Report every line of the records below that contains the word "MoveCommand".

■ ■ ■ ■ ■

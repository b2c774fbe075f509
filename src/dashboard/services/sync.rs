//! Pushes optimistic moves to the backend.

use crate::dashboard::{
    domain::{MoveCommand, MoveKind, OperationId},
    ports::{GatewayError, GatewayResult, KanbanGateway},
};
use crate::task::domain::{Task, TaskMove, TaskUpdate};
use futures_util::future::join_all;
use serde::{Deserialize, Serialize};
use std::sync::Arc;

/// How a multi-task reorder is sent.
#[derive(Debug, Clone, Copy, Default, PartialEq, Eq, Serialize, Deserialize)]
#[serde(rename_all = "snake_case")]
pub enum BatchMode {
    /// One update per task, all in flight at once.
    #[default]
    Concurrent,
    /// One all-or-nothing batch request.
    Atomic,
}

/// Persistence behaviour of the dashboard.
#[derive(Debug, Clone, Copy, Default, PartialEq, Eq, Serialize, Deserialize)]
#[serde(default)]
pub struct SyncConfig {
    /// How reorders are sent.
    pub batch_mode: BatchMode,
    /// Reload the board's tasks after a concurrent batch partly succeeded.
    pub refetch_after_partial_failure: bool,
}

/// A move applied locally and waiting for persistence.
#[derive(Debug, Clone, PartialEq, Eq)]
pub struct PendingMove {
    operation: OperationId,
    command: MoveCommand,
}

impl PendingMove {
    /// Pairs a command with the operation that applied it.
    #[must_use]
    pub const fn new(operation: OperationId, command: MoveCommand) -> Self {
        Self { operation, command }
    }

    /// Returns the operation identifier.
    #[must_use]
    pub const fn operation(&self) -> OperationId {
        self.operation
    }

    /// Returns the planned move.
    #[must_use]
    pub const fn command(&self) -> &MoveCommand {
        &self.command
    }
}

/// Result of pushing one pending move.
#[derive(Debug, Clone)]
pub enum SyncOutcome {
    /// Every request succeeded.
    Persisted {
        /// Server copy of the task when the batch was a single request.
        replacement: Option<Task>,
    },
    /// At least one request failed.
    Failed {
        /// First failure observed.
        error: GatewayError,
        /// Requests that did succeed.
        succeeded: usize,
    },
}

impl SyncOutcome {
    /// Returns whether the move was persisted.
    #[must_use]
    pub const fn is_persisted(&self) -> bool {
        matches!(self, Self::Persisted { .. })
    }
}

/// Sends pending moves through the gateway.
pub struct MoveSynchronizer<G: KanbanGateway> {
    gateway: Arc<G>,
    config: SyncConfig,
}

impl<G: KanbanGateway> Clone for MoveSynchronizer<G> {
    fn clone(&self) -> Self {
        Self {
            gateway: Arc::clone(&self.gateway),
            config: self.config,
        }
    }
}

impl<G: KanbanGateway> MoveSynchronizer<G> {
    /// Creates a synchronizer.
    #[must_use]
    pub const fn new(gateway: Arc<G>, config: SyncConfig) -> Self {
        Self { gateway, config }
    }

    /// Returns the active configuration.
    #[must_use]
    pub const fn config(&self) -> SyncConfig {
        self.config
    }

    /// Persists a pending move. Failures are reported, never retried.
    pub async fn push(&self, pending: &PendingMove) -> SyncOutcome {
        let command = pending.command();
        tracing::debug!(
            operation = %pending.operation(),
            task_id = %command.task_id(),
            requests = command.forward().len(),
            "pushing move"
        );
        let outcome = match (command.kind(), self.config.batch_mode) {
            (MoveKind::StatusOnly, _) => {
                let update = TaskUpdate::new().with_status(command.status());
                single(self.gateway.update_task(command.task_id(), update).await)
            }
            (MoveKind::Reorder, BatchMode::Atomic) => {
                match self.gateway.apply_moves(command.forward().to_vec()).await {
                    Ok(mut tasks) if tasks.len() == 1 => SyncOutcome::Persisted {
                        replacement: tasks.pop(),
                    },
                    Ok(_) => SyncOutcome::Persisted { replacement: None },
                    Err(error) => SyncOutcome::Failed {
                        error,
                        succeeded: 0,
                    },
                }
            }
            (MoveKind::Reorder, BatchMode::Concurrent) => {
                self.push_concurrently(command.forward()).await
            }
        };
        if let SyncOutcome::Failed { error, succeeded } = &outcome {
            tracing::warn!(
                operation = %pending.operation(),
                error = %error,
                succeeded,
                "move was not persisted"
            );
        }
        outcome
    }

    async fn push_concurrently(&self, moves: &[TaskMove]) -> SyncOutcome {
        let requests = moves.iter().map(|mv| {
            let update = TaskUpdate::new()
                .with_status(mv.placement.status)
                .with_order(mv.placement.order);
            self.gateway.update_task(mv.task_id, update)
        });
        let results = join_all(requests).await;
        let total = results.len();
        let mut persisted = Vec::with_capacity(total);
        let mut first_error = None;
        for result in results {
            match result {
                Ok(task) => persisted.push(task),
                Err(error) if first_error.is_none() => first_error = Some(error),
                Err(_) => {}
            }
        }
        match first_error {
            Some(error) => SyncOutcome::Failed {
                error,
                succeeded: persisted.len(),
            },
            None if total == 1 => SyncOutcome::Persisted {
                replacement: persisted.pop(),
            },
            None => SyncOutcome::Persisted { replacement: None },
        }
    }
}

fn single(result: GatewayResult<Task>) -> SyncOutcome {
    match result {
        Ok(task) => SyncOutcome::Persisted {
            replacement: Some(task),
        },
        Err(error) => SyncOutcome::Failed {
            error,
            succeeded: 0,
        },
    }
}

■ ■ ■ ■ ■

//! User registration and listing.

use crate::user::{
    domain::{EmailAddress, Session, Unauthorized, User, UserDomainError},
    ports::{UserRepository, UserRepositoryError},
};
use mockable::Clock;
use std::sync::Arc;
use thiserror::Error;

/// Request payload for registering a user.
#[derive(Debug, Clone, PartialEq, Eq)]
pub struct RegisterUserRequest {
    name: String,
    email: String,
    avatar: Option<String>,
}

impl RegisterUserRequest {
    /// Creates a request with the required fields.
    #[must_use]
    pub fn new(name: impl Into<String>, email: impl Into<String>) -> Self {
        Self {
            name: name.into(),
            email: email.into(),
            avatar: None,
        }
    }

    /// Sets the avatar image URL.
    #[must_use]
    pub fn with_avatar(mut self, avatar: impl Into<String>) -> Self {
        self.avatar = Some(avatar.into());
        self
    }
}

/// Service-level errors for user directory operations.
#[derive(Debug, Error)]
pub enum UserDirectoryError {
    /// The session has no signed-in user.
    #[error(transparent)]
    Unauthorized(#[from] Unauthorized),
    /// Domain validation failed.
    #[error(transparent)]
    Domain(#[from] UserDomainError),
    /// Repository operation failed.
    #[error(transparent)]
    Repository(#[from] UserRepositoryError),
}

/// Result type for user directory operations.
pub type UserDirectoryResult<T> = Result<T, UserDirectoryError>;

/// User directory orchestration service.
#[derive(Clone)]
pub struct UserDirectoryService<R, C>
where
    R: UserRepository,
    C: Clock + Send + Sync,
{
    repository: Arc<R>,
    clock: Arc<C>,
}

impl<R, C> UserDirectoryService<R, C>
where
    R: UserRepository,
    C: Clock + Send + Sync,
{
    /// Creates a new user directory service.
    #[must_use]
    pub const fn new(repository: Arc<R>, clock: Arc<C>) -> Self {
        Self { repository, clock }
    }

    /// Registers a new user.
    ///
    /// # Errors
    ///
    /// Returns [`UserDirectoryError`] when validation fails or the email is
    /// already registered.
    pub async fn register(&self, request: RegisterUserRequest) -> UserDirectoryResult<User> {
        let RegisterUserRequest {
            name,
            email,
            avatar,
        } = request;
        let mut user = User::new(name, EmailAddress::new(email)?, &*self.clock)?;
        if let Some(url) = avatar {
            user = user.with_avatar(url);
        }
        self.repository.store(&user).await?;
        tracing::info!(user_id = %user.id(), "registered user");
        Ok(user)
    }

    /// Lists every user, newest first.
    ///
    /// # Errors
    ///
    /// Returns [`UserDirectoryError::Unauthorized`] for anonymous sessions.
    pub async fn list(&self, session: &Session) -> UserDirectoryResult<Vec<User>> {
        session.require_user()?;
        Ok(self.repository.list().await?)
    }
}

■ ■ ■ ■ ■

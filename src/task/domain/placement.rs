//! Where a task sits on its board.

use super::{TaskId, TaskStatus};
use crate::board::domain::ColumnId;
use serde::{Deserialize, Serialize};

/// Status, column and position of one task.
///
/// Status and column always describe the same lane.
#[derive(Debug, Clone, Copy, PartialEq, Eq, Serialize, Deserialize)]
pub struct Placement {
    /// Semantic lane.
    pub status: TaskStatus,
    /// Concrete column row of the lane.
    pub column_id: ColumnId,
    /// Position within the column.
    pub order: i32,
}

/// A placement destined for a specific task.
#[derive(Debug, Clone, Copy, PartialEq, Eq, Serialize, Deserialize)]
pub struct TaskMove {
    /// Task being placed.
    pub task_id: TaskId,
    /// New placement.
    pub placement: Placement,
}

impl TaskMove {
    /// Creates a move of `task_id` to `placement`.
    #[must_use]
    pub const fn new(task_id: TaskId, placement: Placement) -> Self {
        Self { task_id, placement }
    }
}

■ ■ ■ ■ ■

**Exercise response**
    domain::{MoveCommand, MoveKind, OperationId},
    command: MoveCommand,
    pub const fn new(operation: OperationId, command: MoveCommand) -> Self {
    pub const fn command(&self) -> &MoveCommand {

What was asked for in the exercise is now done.